**Instructions for the task:** In the data below, which lines hold "from"? Copy every one.

**Exercise data:**
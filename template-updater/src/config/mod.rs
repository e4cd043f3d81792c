//! Updater settings loading.
//!
//! Settings are read from an optional TOML file. Every key has a default, so
//! a run without a settings file behaves like one with an empty file.

mod error;
mod settings;

pub use error::ConfigError;
pub use settings::{CommitAuthor, UpdaterSettings};

use std::path::Path;
use tracing::info;

/// Loads settings from `path`, or returns the defaults when no path is given.
///
/// # Errors
///
/// Returns [`ConfigError`] if the file is missing, unreadable, or invalid.
pub fn load_settings(path: Option<&Path>) -> Result<UpdaterSettings, ConfigError> {
    match path {
        Some(path) => {
            info!(path = %path.display(), "Loading settings");
            UpdaterSettings::load(path)
        }
        None => Ok(UpdaterSettings::default()),
    }
}
//! Version control error types.

use thiserror::Error;

/// Errors that can occur while running version control operations.
#[derive(Debug, Error)]
pub enum VcsError {
    /// The `git` executable could not be found.
    #[error("git is not installed or not in PATH")]
    GitNotInstalled,

    /// Spawning or waiting for the process failed.
    #[error("Failed to run git: {0}")]
    Io(#[from] std::io::Error),

    /// The command exited unsuccessfully.
    #[error("git {args} failed: {stderr}")]
    CommandFailed { args: String, stderr: String },

    /// The branch name is not a valid git reference name.
    #[error("Invalid branch name '{name}': {message}")]
    InvalidBranchName { name: String, message: String },
}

**Task result:**
//! Settings are read from an optional TOML file. Every key has a default, so
/// Loads settings from `path`, or returns the defaults when no path is given.
    Io(#[from] std::io::Error),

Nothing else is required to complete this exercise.